= Knoll Pharmaceuticals =

Defunct German drug development company

Knoll Pharmaceuticals was a drug development company founded by Albert Knoll and Hans Knoll in Germany in 1886. The company was taken over by German BASF in 1975, which sold it to Abbott Laboratories on 30 June 2002 for $6.9 billion.

It was the developer of several drugs:

Dilaudid (hydromorphone), a powerful and very water-soluble narcotic analgesic (Betäubungsmittel) introduced in 1926, as small oral tablets of a number of strengths, multipurpose (hypodermic) tablets, compounding powder, ampoules of solution for injection, and dry ampoules for reconstitution. Knoll also produced somewhat similar hydrocodone tablets named Dicodid; this drug which compares to codeine as hydromorphone compares to morphine was first synthesised and announced in Germany in 1920. The obverse sides of the oral tablets bear a stylised letter "K" and the reverse has the relevant imprint code for the medication in the locale of sale and/or number of milligrams of hydromorphone.
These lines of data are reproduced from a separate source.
//! Plain-text sequence loaders
//!
//! Reference files are line-wrapped: every line is trimmed, uppercased and
//! concatenated. Query files hold one sequence per line. Paths ending in
//! `.gz` are decompressed on the fly.

use std::fs::File;
use std::io::{BufRead, BufReader};
use std::path::Path;

use flate2::read::GzDecoder;

use crate::alphabet::normalize;
use crate::error::{AlignError, Result};

/// Open `path` for line-based reading, decompressing `.gz` files
pub fn open_text<P: AsRef<Path>>(path: P) -> Result<Box<dyn BufRead>> {
    let path = path.as_ref();
    let file = File::open(path).map_err(|e| AlignError::from_io(path, e))?;

    if path.to_string_lossy().ends_with(".gz") {
        Ok(Box::new(BufReader::new(GzDecoder::new(file))))
    } else {
        Ok(Box::new(BufReader::new(file)))
    }
}

/// Load a reference sequence, joining every line of the file
pub fn read_reference<P: AsRef<Path>>(path: P) -> Result<String> {
    let path = path.as_ref();
    let reader = open_text(path)?;
    let reference = parse_reference(reader).map_err(|e| AlignError::from_io(path, e))?;

    log::debug!("Read {} reference bases from {}", reference.len(), path.display());
    Ok(reference)
}

/// Load a query batch, one sequence per line, in file order
pub fn read_queries<P: AsRef<Path>>(path: P) -> Result<Vec<String>> {
    let path = path.as_ref();
    let reader = open_text(path)?;
    let queries = parse_queries(reader).map_err(|e| AlignError::from_io(path, e))?;

    log::debug!("Read {} queries from {}", queries.len(), path.display());
    Ok(queries)
}

/// Concatenate trimmed, uppercased lines. An empty input yields an empty string.
pub fn parse_reference<R: BufRead>(reader: R) -> std::io::Result<String> {
    let mut reference = String::new();
    for line in reader.lines() {
        reference.push_str(&normalize(line?.trim()));
    }
    Ok(reference)
}

/// One trimmed, uppercased sequence per line. An empty input yields no queries.
///
/// Blank lines are kept as empty sequences so that validation reports them
/// with their position instead of silently shifting later queries.
pub fn parse_queries<R: BufRead>(reader: R) -> std::io::Result<Vec<String>> {
    let mut queries = Vec::new();
    for (index, line) in reader.lines().enumerate() {
        let query = normalize(line?.trim());
        if query.is_empty() {
            log::warn!("Query line {} is blank", index + 1);
        }
        queries.push(query);
    }
    Ok(queries)
}
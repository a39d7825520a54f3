//! Align command implementation - place every query on the reference

use anyhow::{Context, Result};
use std::path::PathBuf;

use refalign_core::io::{write_report, ReportFormat, ReportTarget};
use refalign_core::{AlignRequest, AlignmentSession, ScorerFactory, ScorerKind};

use crate::config::Config;
use crate::error::CliError;

/// Turn the reference/query flags into an explicit request.
///
/// Inline values win over files for the reference; an empty `--query` list
/// means "not given" so that a missing batch is reported as such.
pub fn build_request(
    reference: Option<PathBuf>,
    ref_seq: Option<String>,
    qry: Option<PathBuf>,
    query: Vec<String>,
) -> AlignRequest {
    let mut request = AlignRequest::new();

    request = match (ref_seq, reference) {
        (Some(sequence), _) => request.with_reference(sequence),
        (None, Some(path)) => request.with_reference_file(path),
        (None, None) => request,
    };

    if !query.is_empty() {
        request = request.with_queries(query);
    } else if let Some(path) = qry {
        request = request.with_query_file(path);
    }

    request
}

/// Output precedence: --no-report, then --out, then the configured file,
/// then stdout when the configuration allows it
pub fn report_target(config: &Config, out: Option<PathBuf>, no_report: bool) -> ReportTarget {
    if no_report {
        return ReportTarget::None;
    }
    ReportTarget::from_options(out.or_else(|| config.align.output.clone()), config.general.report_stdout)
}

#[allow(clippy::too_many_arguments)]
pub fn execute(
    config: &Config,
    reference: Option<PathBuf>,
    ref_seq: Option<String>,
    qry: Option<PathBuf>,
    query: Vec<String>,
    scorer: Option<ScorerKind>,
    out: Option<PathBuf>,
    format: Option<ReportFormat>,
    no_report: bool,
) -> Result<()> {
    let kind = scorer.unwrap_or(config.align.scorer);
    let format = format.unwrap_or(config.align.format);
    let target = report_target(config, out, no_report);

    log::info!("Starting alignment with the {} scorer", kind);

    let request = build_request(reference, ref_seq, qry, query);
    let scorer = ScorerFactory::create(kind);

    let mut session = AlignmentSession::new();
    let results = session
        .align_all(request, scorer.as_ref())
        .map_err(CliError::from)
        .context("Alignment failed")?;

    let reference = session.reference().unwrap_or_default();
    let results = write_report(results, reference, &target, format)
        .map_err(CliError::from)
        .context("Failed to write alignment report")?;

    log::info!("Aligned {} queries", results.len());
    Ok(())
}
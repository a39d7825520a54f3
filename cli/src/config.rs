//! Configuration handling for the refalign CLI
//!
//! Supports loading configuration from refalign.toml files with CLI argument overrides.

use anyhow::{Context, Result};
use refalign_core::io::ReportFormat;
use refalign_core::ScorerKind;
use serde::{Deserialize, Serialize};
use std::path::{Path, PathBuf};

use crate::error::CliError;

pub const DEFAULT_CONFIG_FILE: &str = "refalign.toml";

#[derive(Debug, Clone, Default, Serialize, Deserialize)]
pub struct Config {
    #[serde(default)]
    pub general: GeneralConfig,
    #[serde(default)]
    pub align: AlignConfig,
}

#[derive(Debug, Clone, Serialize, Deserialize)]
pub struct GeneralConfig {
    /// Print reports to stdout when no output file is given
    #[serde(default = "default_true")]
    pub report_stdout: bool,
}

#[derive(Debug, Clone, Serialize, Deserialize)]
pub struct AlignConfig {
    /// Default scoring strategy
    #[serde(default)]
    pub scorer: ScorerKind,

    /// Default report format
    #[serde(default)]
    pub format: ReportFormat,

    /// Default report file
    #[serde(default, skip_serializing_if = "Option::is_none")]
    pub output: Option<PathBuf>,
}

fn default_true() -> bool { true }

impl Default for GeneralConfig {
    fn default() -> Self {
        Self {
            report_stdout: default_true(),
        }
    }
}

impl Default for AlignConfig {
    fn default() -> Self {
        Self {
            scorer: ScorerKind::default(),
            format: ReportFormat::default(),
            output: None,
        }
    }
}

impl Config {
    /// Load configuration from file or use defaults
    pub fn load(config_path: Option<&Path>) -> Result<Self> {
        let config = match config_path {
            Some(path) => {
                log::info!("Loading configuration from: {}", path.display());
                Self::load_from_file(path)?
            }
            None => {
                let default_path = PathBuf::from(DEFAULT_CONFIG_FILE);
                if default_path.exists() {
                    log::info!("Loading configuration from: {}", DEFAULT_CONFIG_FILE);
                    Self::load_from_file(&default_path)?
                } else {
                    log::debug!("Using default configuration");
                    Self::default()
                }
            }
        };

        Ok(config)
    }

    /// Load configuration from a specific TOML file
    pub fn load_from_file(path: &Path) -> Result<Self> {
        let content = std::fs::read_to_string(path)
            .map_err(|e| match e.kind() {
                std::io::ErrorKind::NotFound => CliError::file_not_found(path.to_path_buf()),
                _ => CliError::config(format!("cannot read {}: {}", path.display(), e)),
            })
            .with_context(|| format!("Failed to read configuration file: {}", path.display()))?;

        let config: Config = toml::from_str(&content)
            .map_err(CliError::from)
            .with_context(|| format!("Failed to parse configuration file: {}", path.display()))?;

        Ok(config)
    }

    /// Save configuration to a TOML file
    pub fn save_to_file(&self, path: &Path) -> Result<()> {
        let content = toml::to_string_pretty(self)
            .map_err(CliError::from)
            .context("Failed to serialize configuration")?;

        std::fs::write(path, content)
            .map_err(CliError::from)
            .with_context(|| format!("Failed to write configuration file: {}", path.display()))?;

        Ok(())
    }

    /// Generate example configuration file content
    pub fn example_toml() -> Result<String> {
        toml::to_string_pretty(&Self::default())
            .map_err(CliError::from)
            .context("Failed to serialize default configuration")
    }
}
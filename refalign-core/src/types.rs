use serde::{Deserialize, Serialize};

/// Similarity score produced by a [`Scorer`](crate::score::Scorer)
pub type Score = i64;

/// Zero-based offset into the reference
pub type Offset = usize;

/// Winning offset of a best-position search and the score attained there
#[derive(Debug, Clone, Copy, PartialEq, Eq, Hash, Serialize, Deserialize)]
pub struct Placement {
    pub position: Offset,
    pub score: Score,
}

impl Placement {
    pub fn new(position: Offset, score: Score) -> Self {
        Self { position, score }
    }
}

impl From<Placement> for (Offset, Score) {
    fn from(placement: Placement) -> Self {
        (placement.position, placement.score)
    }
}

/// Best alignment of one query against the reference
#[derive(Debug, Clone, PartialEq, Eq, Serialize, Deserialize)]
pub struct AlignmentResult {
    /// Reference substring of `query.len()` bases starting at `position`
    pub matched_segment: String,
    pub query: String,
    pub position: Offset,
    pub score: Score,
}

impl AlignmentResult {
    pub fn new(matched_segment: String, query: String, position: Offset, score: Score) -> Self {
        Self {
            matched_segment,
            query,
            position,
            score,
        }
    }

    /// Build a result by slicing the matched segment out of `reference`
    pub fn from_placement(reference: &str, query: &str, placement: Placement) -> Self {
        let end = placement.position + query.len();
        Self::new(
            reference[placement.position..end].to_string(),
            query.to_string(),
            placement.position,
            placement.score,
        )
    }

    /// Exclusive end offset of the matched segment in the reference
    pub fn end(&self) -> Offset {
        self.position + self.query.len()
    }

    pub fn placement(&self) -> Placement {
        Placement::new(self.position, self.score)
    }
}
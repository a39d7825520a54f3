//! Exhaustive best-offset search of a query along a reference

use crate::error::{AlignError, Result};
use crate::score::Scorer;
use crate::types::Placement;

/// Slide `query` over every offset of `reference` and keep the best score.
///
/// The reference must be strictly longer than the query. Every offset in
/// `0..=reference.len() - query.len()` is scored, with no early exit, so
/// scorers need not be monotonic. When several offsets share the maximum
/// score the smallest one wins: offsets are visited from the highest down
/// to zero and a later score replaces the running best on `>=`.
pub fn find_best<S>(reference: &[u8], query: &[u8], scorer: &S) -> Result<Placement>
where
    S: Scorer + ?Sized,
{
    if reference.len() <= query.len() {
        return Err(AlignError::LengthOrdering {
            reference: reference.len(),
            query: query.len(),
        });
    }

    let last = reference.len() - query.len();
    let mut best = Placement::new(last, scorer.score(&reference[last..], query)?);

    for offset in (0..last).rev() {
        let score = scorer.score(&reference[offset..offset + query.len()], query)?;
        if score >= best.score {
            best = Placement::new(offset, score);
        }
    }

    Ok(best)
}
Sibutramine, a serotonin-norepinephrine reuptake inhibitor, prescribed as an adjunct in the treatment of exogenous obesity, marketed by Abbott but withdrawn from the market in the United States and most other countries in 2010

Propafenone, an antiarrhythmic agent, marketed by Abbott.

Isophan, a slightly modified version of the methamphetamine drug Pervitin, which the Nazi government in 1940 distributed to the German army and air force in an effort to win WW2.

Ancrod (also known as Viprinex), a serine protease derived from the venom of the Malayan pit vipers, was under development for the treatment of acute ischemic stroke; after Knoll was acquired by Abbott, Abbott licensed the rights to ancrod to Empire Pharmaceuticals, a startup that included a Knoll employee who had worked on ancrod. In 2004 Empire was acquired by Neurobiological Technologies (NTI). Ancrod failed in a Phase III clinical trial in 2008, which led to the demise of NTI.